• Assignment: Look through the data below and, wherever a line carries the word "failures", please copy that line.

• Extracted entries:
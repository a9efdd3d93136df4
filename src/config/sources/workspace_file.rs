//! Workspace config file source: config/config.toml and config/{env}.toml

use config::builder::DefaultState;
use config::ConfigBuilder;
use config::ConfigError;
use config::File;
use std::path::Path;

/// Add workspace config files to builder.
/// Precedence: config/config.toml (base) then config/{FITCHECK_ENV}.toml (env-specific).
pub fn add_to_builder(
    builder: ConfigBuilder<DefaultState>,
    workspace_root: &Path,
) -> Result<ConfigBuilder<DefaultState>, ConfigError> {
    let config_dir = workspace_root.join("config");
    let env_name = std::env::var("FITCHECK_ENV").unwrap_or_else(|_| "development".to_string());

    let mut builder = builder;

    let base_config_path = config_dir.join("config.toml");
    if base_config_path.exists() {
        builder = builder.add_source(File::from(base_config_path).required(false));
    }

    let env_config_path = config_dir.join(format!("{}.toml", env_name));
    if env_config_path.exists() {
        builder = builder.add_source(File::from(env_config_path).required(false));
    }

    Ok(builder)
}
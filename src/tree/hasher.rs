//! Blob fingerprints using BLAKE3

use blake3::Hasher;
use std::path::Path;

/// Fingerprint a blob file as lowercase hex, streaming its content.
///
/// Reports carry it so repeated runs against the same blob can be matched.
pub fn fingerprint_file(path: &Path) -> std::io::Result<String> {
    let mut file = std::fs::File::open(path)?;
    let mut hasher = Hasher::new();
    std::io::copy(&mut file, &mut hasher)?;
    Ok(hasher.finalize().to_hex().to_string())
}
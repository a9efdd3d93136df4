//! CLI command-name contract for logging.

use crate::cli::parse::Commands;

/// Command name string for log events (e.g. "verify", "scenario").
pub fn command_name(command: &Commands) -> &'static str {
    match command {
        Commands::Verify { .. } => "verify",
        Commands::Ls { .. } => "ls",
        Commands::Get { .. } => "get",
        Commands::Oracle { .. } => "oracle",
        Commands::Scenario { .. } => "scenario",
        Commands::Doctor { .. } => "doctor",
    }
}
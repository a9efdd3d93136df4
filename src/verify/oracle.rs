//! Oracle Table
//!
//! Known-good digests keyed by algorithm name. The key set is the universe of
//! algorithms every hashable image must carry.

use crate::error::ApiError;
use serde::{Deserialize, Serialize};
use std::collections::{BTreeMap, BTreeSet};
use std::path::Path;

/// Digests of 500 bytes of `0xa5`, the payload the scenario harness builds.
const KERNEL_DIGESTS: [(&str, &str); 7] = [
    (
        "sha512",
        "f18c1486a2c29f56360301576cdfce4dfd8e8e932d0ed8e239a1f314b8ae1d77b2a58cd7fe32e4075e69448e623ce53b0b6aa6ce5626d2c189a5beae29a68d93",
    ),
    (
        "sha384",
        "16e28976740048485d08d793d8bf043ebc7826baf2bc15feac72825ad67530ceb3d09e0deb6932c62a5a0e9f3936baf4",
    ),
    (
        "sha256",
        "2955c56bc1e5050c111ba6e089e0f5342bb47dedf77d87e3f429095feb98a7e5",
    ),
    ("sha1", "652383e1a6d946953e1f65092c9435f6452c2ab7"),
    ("md5", "4879e5086e4c76128e525b5fe2af55f1"),
    ("crc32", "32eddfdf"),
    ("crc16-ccitt", "d4be"),
];

/// Immutable algorithm → expected digest mapping.
#[derive(Debug, Clone, PartialEq, Eq, Serialize, Deserialize)]
pub struct OracleTable {
    digests: BTreeMap<String, String>,
}

/// On-disk oracle file: a `[digests]` table of `algo = "hex"` entries.
#[derive(Debug, Deserialize)]
struct OracleFile {
    digests: BTreeMap<String, String>,
}

impl Default for OracleTable {
    fn default() -> Self {
        Self::kernel()
    }
}

impl OracleTable {
    /// The known-good table for the kernel payload.
    pub fn kernel() -> Self {
        Self {
            digests: KERNEL_DIGESTS
                .iter()
                .map(|(algo, digest)| (algo.to_string(), digest.to_string()))
                .collect(),
        }
    }

    /// Build from explicit entries. Digests must be non-empty lowercase hex.
    pub fn from_entries<I, K, V>(entries: I) -> Result<Self, ApiError>
    where
        I: IntoIterator<Item = (K, V)>,
        K: Into<String>,
        V: Into<String>,
    {
        let digests: BTreeMap<String, String> = entries
            .into_iter()
            .map(|(k, v)| (k.into(), v.into()))
            .collect();
        if digests.is_empty() {
            return Err(ApiError::ConfigError(
                "Oracle table must name at least one algorithm".to_string(),
            ));
        }
        for (algo, digest) in &digests {
            validate_digest(algo, digest)?;
        }
        Ok(Self { digests })
    }

    /// Load an oracle from a TOML file.
    pub fn load(path: &Path) -> Result<Self, ApiError> {
        let text = std::fs::read_to_string(path).map_err(|e| {
            ApiError::ConfigError(format!("Failed to read oracle {}: {}", path.display(), e))
        })?;
        let file: OracleFile = toml::from_str(&text).map_err(|e| {
            ApiError::ConfigError(format!("Failed to parse oracle {}: {}", path.display(), e))
        })?;
        Self::from_entries(file.digests)
    }

    /// Expected digest for `algo`.
    pub fn get(&self, algo: &str) -> Option<&str> {
        self.digests.get(algo).map(String::as_str)
    }

    pub fn algorithms(&self) -> BTreeSet<String> {
        self.digests.keys().cloned().collect()
    }

    pub fn iter(&self) -> impl Iterator<Item = (&str, &str)> {
        self.digests.iter().map(|(k, v)| (k.as_str(), v.as_str()))
    }

    pub fn len(&self) -> usize {
        self.digests.len()
    }

    pub fn is_empty(&self) -> bool {
        self.digests.is_empty()
    }
}

fn validate_digest(algo: &str, digest: &str) -> Result<(), ApiError> {
    if algo.is_empty() {
        return Err(ApiError::ConfigError(
            "Oracle algorithm name cannot be empty".to_string(),
        ));
    }
    let well_formed = !digest.is_empty()
        && digest.len() % 2 == 0
        && digest
            .bytes()
            .all(|b| b.is_ascii_digit() || (b'a'..=b'f').contains(&b));
    if !well_formed {
        return Err(ApiError::ConfigError(format!(
            "Oracle digest for '{}' must be lowercase hex bytes: {}",
            algo, digest
        )));
    }
    Ok(())
}
//! Error types for FIT digest verification.

use std::collections::BTreeSet;
use std::path::PathBuf;
use thiserror::Error;

/// External tool invocation errors
#[derive(Debug, Error)]
pub enum ProcessError {
    #[error("Failed to spawn {program}: {source}")]
    Spawn {
        program: String,
        #[source]
        source: std::io::Error,
    },

    #[error("{program} exited with {status}: {stderr}")]
    Failed {
        program: String,
        status: String,
        stderr: String,
    },

    #[error("{program} produced non UTF-8 output")]
    InvalidOutput { program: String },
}

/// Tree query errors
#[derive(Debug, Error)]
pub enum AccessorError {
    #[error("Node not found: {0}")]
    NodeNotFound(String),

    #[error("Property not found: {node}:{property}")]
    PropertyNotFound { node: String, property: String },

    #[error("Malformed value for {node}:{property}: {reason}")]
    MalformedValue {
        node: String,
        property: String,
        reason: String,
    },

    #[error("Malformed tree blob: {0}")]
    MalformedBlob(String),

    #[error("Tree query failed: {0}")]
    Process(#[from] ProcessError),

    #[error("Tree I/O error: {0}")]
    Io(#[from] std::io::Error),
}

/// Digest verification failures
#[derive(Debug, Error)]
pub enum VerifyError {
    #[error("{image} Borked hash: {algo}")]
    HashMismatch { image: String, algo: String },

    #[error("{image} carries a hash for unknown algorithm: {algo}")]
    UnknownAlgorithm { image: String, algo: String },

    #[error("Missing hashes from {image}: {}", join_set(.missing))]
    IncompleteCoverage {
        image: String,
        missing: BTreeSet<String>,
    },

    #[error("FIT image has no \"/images\" nodes with \"hash-...\"")]
    NoHashableNodes,

    #[error(transparent)]
    Accessor(#[from] AccessorError),
}

/// Scenario harness failures
#[derive(Debug, Error)]
pub enum ScenarioError {
    #[error("Payload fill byte must not be zero")]
    ZeroFillByte,

    #[error("Template not found: {0}")]
    TemplateNotFound(PathBuf),

    #[error("Scenario I/O error: {0}")]
    Io(#[from] std::io::Error),

    #[error("Tool invocation failed: {0}")]
    Tool(#[from] ProcessError),

    #[error(transparent)]
    Accessor(#[from] AccessorError),

    #[error(transparent)]
    Verify(#[from] VerifyError),
}

/// Top-level errors surfaced by the CLI
#[derive(Debug, Error)]
pub enum ApiError {
    #[error("Configuration error: {0}")]
    ConfigError(String),

    #[error(transparent)]
    Accessor(#[from] AccessorError),

    #[error(transparent)]
    Verify(#[from] VerifyError),

    #[error(transparent)]
    Scenario(#[from] ScenarioError),

    #[error("I/O error: {0}")]
    Io(#[from] std::io::Error),
}

impl From<config::ConfigError> for ApiError {
    fn from(err: config::ConfigError) -> Self {
        ApiError::ConfigError(err.to_string())
    }
}

fn join_set(set: &BTreeSet<String>) -> String {
    set.iter().cloned().collect::<Vec<_>>().join(", ")
}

• Exercise response:
/// Digest verification failures
/// Scenario harness failures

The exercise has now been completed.